START Data extract

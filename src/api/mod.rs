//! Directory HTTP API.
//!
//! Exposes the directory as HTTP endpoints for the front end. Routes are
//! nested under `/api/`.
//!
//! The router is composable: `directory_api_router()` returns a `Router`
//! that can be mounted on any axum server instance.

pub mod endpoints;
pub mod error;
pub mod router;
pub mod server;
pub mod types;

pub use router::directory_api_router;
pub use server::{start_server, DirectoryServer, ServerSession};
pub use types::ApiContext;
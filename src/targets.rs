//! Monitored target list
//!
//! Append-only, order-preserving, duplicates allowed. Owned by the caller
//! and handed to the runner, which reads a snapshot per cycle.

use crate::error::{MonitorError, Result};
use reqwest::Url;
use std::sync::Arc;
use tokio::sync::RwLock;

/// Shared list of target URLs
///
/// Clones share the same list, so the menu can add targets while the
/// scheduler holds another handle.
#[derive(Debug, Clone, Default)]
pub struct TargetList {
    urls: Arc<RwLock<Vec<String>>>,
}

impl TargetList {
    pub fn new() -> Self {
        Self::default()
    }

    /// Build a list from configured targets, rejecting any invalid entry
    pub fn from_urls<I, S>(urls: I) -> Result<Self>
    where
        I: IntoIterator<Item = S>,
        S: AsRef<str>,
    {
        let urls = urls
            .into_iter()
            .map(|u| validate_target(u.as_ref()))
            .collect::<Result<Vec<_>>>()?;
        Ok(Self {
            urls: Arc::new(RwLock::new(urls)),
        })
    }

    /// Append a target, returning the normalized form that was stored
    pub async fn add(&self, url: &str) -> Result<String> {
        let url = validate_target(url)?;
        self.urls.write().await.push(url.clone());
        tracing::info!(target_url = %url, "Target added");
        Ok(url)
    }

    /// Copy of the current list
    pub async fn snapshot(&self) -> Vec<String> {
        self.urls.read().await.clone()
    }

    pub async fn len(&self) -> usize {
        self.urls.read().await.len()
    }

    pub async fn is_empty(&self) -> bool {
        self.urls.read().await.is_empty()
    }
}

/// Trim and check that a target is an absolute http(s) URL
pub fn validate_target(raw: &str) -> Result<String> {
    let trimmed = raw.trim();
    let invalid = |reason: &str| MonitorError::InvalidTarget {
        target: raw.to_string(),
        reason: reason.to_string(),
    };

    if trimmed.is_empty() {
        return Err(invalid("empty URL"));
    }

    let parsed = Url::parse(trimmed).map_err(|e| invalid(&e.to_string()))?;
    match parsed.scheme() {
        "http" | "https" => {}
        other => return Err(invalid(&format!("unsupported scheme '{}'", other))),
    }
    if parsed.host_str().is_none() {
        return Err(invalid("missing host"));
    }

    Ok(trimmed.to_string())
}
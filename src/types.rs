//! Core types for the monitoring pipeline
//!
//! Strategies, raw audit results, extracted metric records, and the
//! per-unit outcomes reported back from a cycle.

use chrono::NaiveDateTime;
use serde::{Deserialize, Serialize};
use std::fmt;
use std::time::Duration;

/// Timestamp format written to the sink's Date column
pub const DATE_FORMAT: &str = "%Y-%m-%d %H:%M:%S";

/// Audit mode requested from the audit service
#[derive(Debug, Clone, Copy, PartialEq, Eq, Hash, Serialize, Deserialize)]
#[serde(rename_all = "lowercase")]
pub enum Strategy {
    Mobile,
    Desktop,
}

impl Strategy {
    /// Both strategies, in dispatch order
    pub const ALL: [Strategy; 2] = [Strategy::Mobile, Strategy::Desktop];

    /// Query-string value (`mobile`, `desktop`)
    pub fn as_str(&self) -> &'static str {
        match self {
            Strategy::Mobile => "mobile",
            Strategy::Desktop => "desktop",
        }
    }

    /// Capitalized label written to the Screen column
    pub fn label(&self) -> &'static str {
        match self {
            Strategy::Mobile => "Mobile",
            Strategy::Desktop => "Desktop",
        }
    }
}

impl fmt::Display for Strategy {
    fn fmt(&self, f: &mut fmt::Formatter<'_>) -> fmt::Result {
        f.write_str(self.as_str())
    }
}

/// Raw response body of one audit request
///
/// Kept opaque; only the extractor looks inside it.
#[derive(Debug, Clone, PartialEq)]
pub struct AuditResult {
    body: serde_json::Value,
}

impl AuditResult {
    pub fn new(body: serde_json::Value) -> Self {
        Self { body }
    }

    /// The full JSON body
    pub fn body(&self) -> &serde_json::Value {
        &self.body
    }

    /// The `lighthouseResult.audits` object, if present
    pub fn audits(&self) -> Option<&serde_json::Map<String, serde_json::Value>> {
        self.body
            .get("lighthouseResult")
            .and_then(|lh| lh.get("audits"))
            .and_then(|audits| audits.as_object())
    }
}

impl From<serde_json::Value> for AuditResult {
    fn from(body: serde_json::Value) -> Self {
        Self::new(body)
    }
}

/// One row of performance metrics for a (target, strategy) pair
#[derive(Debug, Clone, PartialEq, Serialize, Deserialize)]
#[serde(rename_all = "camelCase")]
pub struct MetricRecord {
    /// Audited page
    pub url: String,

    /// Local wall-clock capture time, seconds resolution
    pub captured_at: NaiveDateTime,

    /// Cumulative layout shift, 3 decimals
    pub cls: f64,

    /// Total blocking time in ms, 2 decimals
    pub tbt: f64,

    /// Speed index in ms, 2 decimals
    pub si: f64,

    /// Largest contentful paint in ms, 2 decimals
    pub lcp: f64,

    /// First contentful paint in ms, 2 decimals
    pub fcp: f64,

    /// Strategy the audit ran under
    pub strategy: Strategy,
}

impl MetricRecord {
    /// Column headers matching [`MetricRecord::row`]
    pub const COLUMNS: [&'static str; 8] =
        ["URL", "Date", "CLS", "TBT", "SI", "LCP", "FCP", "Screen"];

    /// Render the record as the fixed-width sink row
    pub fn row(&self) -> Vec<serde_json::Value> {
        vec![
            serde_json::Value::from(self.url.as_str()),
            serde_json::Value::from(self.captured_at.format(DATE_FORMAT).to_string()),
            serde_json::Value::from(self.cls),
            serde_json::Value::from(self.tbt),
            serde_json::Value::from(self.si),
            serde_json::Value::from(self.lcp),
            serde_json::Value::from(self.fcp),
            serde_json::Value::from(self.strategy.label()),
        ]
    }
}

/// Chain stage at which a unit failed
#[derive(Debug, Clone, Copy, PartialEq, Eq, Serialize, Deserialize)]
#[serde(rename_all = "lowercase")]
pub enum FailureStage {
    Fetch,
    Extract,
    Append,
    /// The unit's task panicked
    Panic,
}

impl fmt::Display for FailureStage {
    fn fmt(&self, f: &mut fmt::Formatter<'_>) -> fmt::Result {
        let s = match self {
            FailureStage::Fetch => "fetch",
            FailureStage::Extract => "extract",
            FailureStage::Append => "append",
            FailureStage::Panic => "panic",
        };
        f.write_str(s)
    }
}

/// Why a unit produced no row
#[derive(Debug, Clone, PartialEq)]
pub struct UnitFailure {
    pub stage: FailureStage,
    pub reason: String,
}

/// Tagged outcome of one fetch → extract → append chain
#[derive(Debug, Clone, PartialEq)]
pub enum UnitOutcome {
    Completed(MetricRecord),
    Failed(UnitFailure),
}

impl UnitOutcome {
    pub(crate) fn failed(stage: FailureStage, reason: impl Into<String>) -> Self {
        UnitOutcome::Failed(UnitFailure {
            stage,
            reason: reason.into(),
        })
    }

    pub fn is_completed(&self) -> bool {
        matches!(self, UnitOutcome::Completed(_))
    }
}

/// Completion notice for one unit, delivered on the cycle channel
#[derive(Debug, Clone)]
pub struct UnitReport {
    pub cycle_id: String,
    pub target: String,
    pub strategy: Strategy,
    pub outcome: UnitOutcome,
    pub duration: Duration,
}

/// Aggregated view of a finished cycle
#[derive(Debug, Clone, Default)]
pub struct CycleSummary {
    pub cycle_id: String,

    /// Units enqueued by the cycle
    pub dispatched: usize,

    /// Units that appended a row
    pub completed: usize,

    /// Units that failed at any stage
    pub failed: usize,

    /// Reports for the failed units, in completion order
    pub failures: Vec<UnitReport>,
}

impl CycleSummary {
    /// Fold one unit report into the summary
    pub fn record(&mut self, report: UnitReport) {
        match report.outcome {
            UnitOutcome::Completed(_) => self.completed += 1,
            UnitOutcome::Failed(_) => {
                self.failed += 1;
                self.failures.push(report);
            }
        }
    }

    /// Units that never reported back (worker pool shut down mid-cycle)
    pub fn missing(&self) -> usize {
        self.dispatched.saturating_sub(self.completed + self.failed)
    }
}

END Data extract

To do: Only lines with the word "const" are wanted. Find and copy them from the records above.

Solution:
pub const DATE_FORMAT: &str = "%Y-%m-%d %H:%M:%S";
    pub const ALL: [Strategy; 2] = [Strategy::Mobile, Strategy::Desktop];
    pub const COLUMNS: [&'static str; 8] =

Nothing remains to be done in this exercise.